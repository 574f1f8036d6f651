/*
MIT License

Copyright (c) 2024 Davinci

Permission is hereby granted, free of charge, to any person obtaining a copy
of this software and associated documentation files (the "Software"), to deal
in the Software without restriction, including without limitation the rights
to use, copy, modify, merge, publish, distribute, sublicense, and/or sell
copies of the Software, and to permit persons to whom the Software is
furnished to do so, subject to the following conditions:

The above copyright notice and this permission notice shall be included in all
copies or substantial portions of the Software.

THE SOFTWARE IS PROVIDED "AS IS", WITHOUT WARRANTY OF ANY KIND, EXPRESS OR
IMPLIED, INCLUDING BUT NOT LIMITED TO THE WARRANTIES OF MERCHANTABILITY,
FITNESS FOR A PARTICULAR PURPOSE AND NONINFRINGEMENT. IN NO EVENT SHALL THE
AUTHORS OR COPYRIGHT HOLDERS BE LIABLE FOR ANY CLAIM, DAMAGES OR OTHER
LIABILITY, WHETHER IN AN ACTION OF CONTRACT, TORT OR OTHERWISE, ARISING FROM,
OUT OF OR IN CONNECTION WITH THE SOFTWARE OR THE USE OR OTHER DEALINGS IN THE
SOFTWARE.
*/

//! # Liquidity and Swap Helpers
//!
//! Funded test users and wrappers around the position and swap instructions.

use solana_program_test::{BanksClientError, ProgramTestContext};
use solana_sdk::signature::{Keypair, Signer};

use crate::common::{
    constants, create_associated_token_account, create_funded_keypair, get_bitmap, get_pool_state,
    mint_tokens, send_transaction, ClmmClient, OwnerTokenAccounts, PoolFixture, TestResult,
};

/// A funded user holding both pool tokens in associated token accounts.
pub struct TestUser {
    pub keypair: Keypair,
    pub tokens: OwnerTokenAccounts,
}

/// Creates a user with SOL and `amount` of each pool token.
pub async fn create_test_user(
    context: &mut ProgramTestContext,
    pool: &PoolFixture,
    amount: u64,
) -> Result<TestUser, BanksClientError> {
    let keypair = create_funded_keypair(context).await?;
    let mint_0 = pool.addresses.token_mint_0;
    let mint_1 = pool.addresses.token_mint_1;
    let token_account_0 =
        create_associated_token_account(context, &mint_0, &keypair.pubkey()).await?;
    let token_account_1 =
        create_associated_token_account(context, &mint_1, &keypair.pubkey()).await?;
    if amount > 0 {
        mint_tokens(context, &mint_0, &token_account_0, amount).await?;
        mint_tokens(context, &mint_1, &token_account_1, amount).await?;
    }
    Ok(TestUser {
        keypair,
        tokens: OwnerTokenAccounts {
            token_account_0,
            token_account_1,
        },
    })
}

/// User with the default token balance.
#[allow(dead_code)]
pub async fn create_default_user(
    context: &mut ProgramTestContext,
    pool: &PoolFixture,
) -> Result<TestUser, BanksClientError> {
    create_test_user(context, pool, constants::DEFAULT_USER_TOKEN_AMOUNT).await
}

#[allow(dead_code, clippy::too_many_arguments)]
pub async fn open_position(
    context: &mut ProgramTestContext,
    pool: &PoolFixture,
    user: &TestUser,
    tick_lower: i32,
    tick_upper: i32,
    liquidity: u128,
    amount_0_max: u64,
    amount_1_max: u64,
) -> TestResult {
    let instruction = pool
        .client
        .open_position(
            &user.keypair.pubkey(),
            &pool.addresses,
            pool.tick_spacing,
            &user.tokens,
            tick_lower,
            tick_upper,
            liquidity,
            amount_0_max,
            amount_1_max,
        )
        .unwrap();
    send_transaction(context, &[instruction], &[&user.keypair]).await
}

#[allow(dead_code)]
pub async fn increase_liquidity(
    context: &mut ProgramTestContext,
    pool: &PoolFixture,
    user: &TestUser,
    tick_lower: i32,
    tick_upper: i32,
    liquidity: u128,
) -> TestResult {
    let instruction = pool
        .client
        .increase_liquidity(
            &user.keypair.pubkey(),
            &pool.addresses,
            pool.tick_spacing,
            &user.tokens,
            tick_lower,
            tick_upper,
            liquidity,
            u64::MAX,
            u64::MAX,
        )
        .unwrap();
    send_transaction(context, &[instruction], &[&user.keypair]).await
}

#[allow(dead_code, clippy::too_many_arguments)]
pub async fn decrease_liquidity(
    context: &mut ProgramTestContext,
    pool: &PoolFixture,
    user: &TestUser,
    tick_lower: i32,
    tick_upper: i32,
    liquidity: u128,
    amount_0_min: u64,
    amount_1_min: u64,
) -> TestResult {
    let instruction = pool
        .client
        .decrease_liquidity(
            &user.keypair.pubkey(),
            &pool.addresses,
            pool.tick_spacing,
            &user.tokens,
            tick_lower,
            tick_upper,
            liquidity,
            amount_0_min,
            amount_1_min,
        )
        .unwrap();
    send_transaction(context, &[instruction], &[&user.keypair]).await
}

/// Swaps with the three nearest initialized tick arrays in the swap direction.
#[allow(dead_code, clippy::too_many_arguments)]
pub async fn swap(
    context: &mut ProgramTestContext,
    pool: &PoolFixture,
    user: &TestUser,
    zero_for_one: bool,
    amount: u64,
    other_amount_threshold: u64,
    sqrt_price_limit_x64: u128,
    is_base_input: bool,
) -> TestResult {
    let pool_state = get_pool_state(context, &pool.pool_key()).await;
    let bitmap = get_bitmap(context, pool).await;
    let tick_array_starts = ClmmClient::initialized_tick_array_starts(
        &bitmap,
        pool_state.tick_current,
        pool.tick_spacing,
        zero_for_one,
        3,
    );
    swap_with_tick_arrays(
        context,
        pool,
        user,
        zero_for_one,
        &tick_array_starts,
        amount,
        other_amount_threshold,
        sqrt_price_limit_x64,
        is_base_input,
    )
    .await
}

#[allow(dead_code, clippy::too_many_arguments)]
pub async fn swap_with_tick_arrays(
    context: &mut ProgramTestContext,
    pool: &PoolFixture,
    user: &TestUser,
    zero_for_one: bool,
    tick_array_starts: &[i32],
    amount: u64,
    other_amount_threshold: u64,
    sqrt_price_limit_x64: u128,
    is_base_input: bool,
) -> TestResult {
    let (input, output) = if zero_for_one {
        (user.tokens.token_account_0, user.tokens.token_account_1)
    } else {
        (user.tokens.token_account_1, user.tokens.token_account_0)
    };
    let instruction = pool
        .client
        .swap(
            &user.keypair.pubkey(),
            &pool.addresses,
            &input,
            &output,
            zero_for_one,
            tick_array_starts,
            amount,
            other_amount_threshold,
            sqrt_price_limit_x64,
            is_base_input,
        )
        .unwrap();
    send_transaction(context, &[instruction], &[&user.keypair]).await
}

/// Collects everything owed to a position into the user's token accounts.
#[allow(dead_code)]
pub async fn collect_all_fees(
    context: &mut ProgramTestContext,
    pool: &PoolFixture,
    user: &TestUser,
    tick_lower: i32,
    tick_upper: i32,
) -> TestResult {
    let instruction = pool
        .client
        .collect_fees(
            &user.keypair.pubkey(),
            &pool.addresses,
            pool.tick_spacing,
            tick_lower,
            tick_upper,
            &user.tokens,
            u64::MAX,
            u64::MAX,
        )
        .unwrap();
    send_transaction(context, &[instruction], &[&user.keypair]).await
}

--*--

→ YOUR ASSIGNMENT:
For this exercise, retype the complete listing exactly.

→ SOLUTION TO THIS TASK:
repository 574f1f8036d6f651
/*
MIT License

Copyright (c) 2024 Davinci

Permission is hereby granted, free of charge, to any person obtaining a copy
of this software and associated documentation files (the "Software"), to deal
in the Software without restriction, including without limitation the rights
to use, copy, modify, merge, publish, distribute, sublicense, and/or sell
copies of the Software, and to permit persons to whom the Software is
furnished to do so, subject to the following conditions:

The above copyright notice and this permission notice shall be included in all
copies or substantial portions of the Software.

THE SOFTWARE IS PROVIDED "AS IS", WITHOUT WARRANTY OF ANY KIND, EXPRESS OR
IMPLIED, INCLUDING BUT NOT LIMITED TO THE WARRANTIES OF MERCHANTABILITY,
FITNESS FOR A PARTICULAR PURPOSE AND NONINFRINGEMENT. IN NO EVENT SHALL THE
AUTHORS OR COPYRIGHT HOLDERS BE LIABLE FOR ANY CLAIM, DAMAGES OR OTHER
LIABILITY, WHETHER IN AN ACTION OF CONTRACT, TORT OR OTHERWISE, ARISING FROM,
OUT OF OR IN CONNECTION WITH THE SOFTWARE OR THE USE OR OTHER DEALINGS IN THE
SOFTWARE.
*/

//! # Liquidity and Swap Helpers
//!
//! Funded test users and wrappers around the position and swap instructions.

use solana_program_test::{BanksClientError, ProgramTestContext};
use solana_sdk::signature::{Keypair, Signer};

use crate::common::{
    constants, create_associated_token_account, create_funded_keypair, get_bitmap, get_pool_state,
    mint_tokens, send_transaction, ClmmClient, OwnerTokenAccounts, PoolFixture, TestResult,
};

/// A funded user holding both pool tokens in associated token accounts.
pub struct TestUser {
    pub keypair: Keypair,
    pub tokens: OwnerTokenAccounts,
}

/// Creates a user with SOL and `amount` of each pool token.
pub async fn create_test_user(
    context: &mut ProgramTestContext,
    pool: &PoolFixture,
    amount: u64,
) -> Result<TestUser, BanksClientError> {
    let keypair = create_funded_keypair(context).await?;
    let mint_0 = pool.addresses.token_mint_0;
    let mint_1 = pool.addresses.token_mint_1;
    let token_account_0 =
        create_associated_token_account(context, &mint_0, &keypair.pubkey()).await?;
    let token_account_1 =
        create_associated_token_account(context, &mint_1, &keypair.pubkey()).await?;
    if amount > 0 {
        mint_tokens(context, &mint_0, &token_account_0, amount).await?;
        mint_tokens(context, &mint_1, &token_account_1, amount).await?;
    }
    Ok(TestUser {
        keypair,
        tokens: OwnerTokenAccounts {
            token_account_0,
            token_account_1,
        },
    })
}

/// User with the default token balance.
#[allow(dead_code)]
pub async fn create_default_user(
    context: &mut ProgramTestContext,
    pool: &PoolFixture,
) -> Result<TestUser, BanksClientError> {
    create_test_user(context, pool, constants::DEFAULT_USER_TOKEN_AMOUNT).await
}

#[allow(dead_code, clippy::too_many_arguments)]
pub async fn open_position(
    context: &mut ProgramTestContext,
    pool: &PoolFixture,
    user: &TestUser,
    tick_lower: i32,
    tick_upper: i32,
    liquidity: u128,
    amount_0_max: u64,
    amount_1_max: u64,
) -> TestResult {
    let instruction = pool
        .client
        .open_position(
            &user.keypair.pubkey(),
            &pool.addresses,
            pool.tick_spacing,
            &user.tokens,
            tick_lower,
            tick_upper,
            liquidity,
            amount_0_max,
            amount_1_max,
        )
        .unwrap();
    send_transaction(context, &[instruction], &[&user.keypair]).await
}

#[allow(dead_code)]
pub async fn increase_liquidity(
    context: &mut ProgramTestContext,
    pool: &PoolFixture,
    user: &TestUser,
    tick_lower: i32,
    tick_upper: i32,
    liquidity: u128,
) -> TestResult {
    let instruction = pool
        .client
        .increase_liquidity(
            &user.keypair.pubkey(),
            &pool.addresses,
            pool.tick_spacing,
            &user.tokens,
            tick_lower,
            tick_upper,
            liquidity,
            u64::MAX,
            u64::MAX,
        )
        .unwrap();
    send_transaction(context, &[instruction], &[&user.keypair]).await
}

#[allow(dead_code, clippy::too_many_arguments)]
pub async fn decrease_liquidity(
    context: &mut ProgramTestContext,
    pool: &PoolFixture,
    user: &TestUser,
    tick_lower: i32,
    tick_upper: i32,
    liquidity: u128,
    amount_0_min: u64,
    amount_1_min: u64,
) -> TestResult {
    let instruction = pool
        .client
        .decrease_liquidity(
            &user.keypair.pubkey(),
            &pool.addresses,
            pool.tick_spacing,
            &user.tokens,
            tick_lower,
            tick_upper,
            liquidity,
            amount_0_min,
            amount_1_min,
        )
        .unwrap();
    send_transaction(context, &[instruction], &[&user.keypair]).await
}

/// Swaps with the three nearest initialized tick arrays in the swap direction.
#[allow(dead_code, clippy::too_many_arguments)]
pub async fn swap(
    context: &mut ProgramTestContext,
    pool: &PoolFixture,
    user: &TestUser,
    zero_for_one: bool,
    amount: u64,
    other_amount_threshold: u64,
    sqrt_price_limit_x64: u128,
    is_base_input: bool,
) -> TestResult {
    let pool_state = get_pool_state(context, &pool.pool_key()).await;
    let bitmap = get_bitmap(context, pool).await;
    let tick_array_starts = ClmmClient::initialized_tick_array_starts(
        &bitmap,
        pool_state.tick_current,
        pool.tick_spacing,
        zero_for_one,
        3,
    );
    swap_with_tick_arrays(
        context,
        pool,
        user,
        zero_for_one,
        &tick_array_starts,
        amount,
        other_amount_threshold,
        sqrt_price_limit_x64,
        is_base_input,
    )
    .await
}

#[allow(dead_code, clippy::too_many_arguments)]
pub async fn swap_with_tick_arrays(
    context: &mut ProgramTestContext,
    pool: &PoolFixture,
    user: &TestUser,
    zero_for_one: bool,
    tick_array_starts: &[i32],
    amount: u64,
    other_amount_threshold: u64,
    sqrt_price_limit_x64: u128,
    is_base_input: bool,
) -> TestResult {
    let (input, output) = if zero_for_one {
        (user.tokens.token_account_0, user.tokens.token_account_1)
    } else {
        (user.tokens.token_account_1, user.tokens.token_account_0)
    };
    let instruction = pool
        .client
        .swap(
            &user.keypair.pubkey(),
            &pool.addresses,
            &input,
            &output,
            zero_for_one,
            tick_array_starts,
            amount,
            other_amount_threshold,
            sqrt_price_limit_x64,
            is_base_input,
        )
        .unwrap();
    send_transaction(context, &[instruction], &[&user.keypair]).await
}

/// Collects everything owed to a position into the user's token accounts.
#[allow(dead_code)]
pub async fn collect_all_fees(
    context: &mut ProgramTestContext,
    pool: &PoolFixture,
    user: &TestUser,
    tick_lower: i32,
    tick_upper: i32,
) -> TestResult {
    let instruction = pool
        .client
        .collect_fees(
            &user.keypair.pubkey(),
            &pool.addresses,
            pool.tick_spacing,
            tick_lower,
            tick_upper,
            &user.tokens,
            u64::MAX,
            u64::MAX,
        )
        .unwrap();
    send_transaction(context, &[instruction], &[&user.keypair]).await
}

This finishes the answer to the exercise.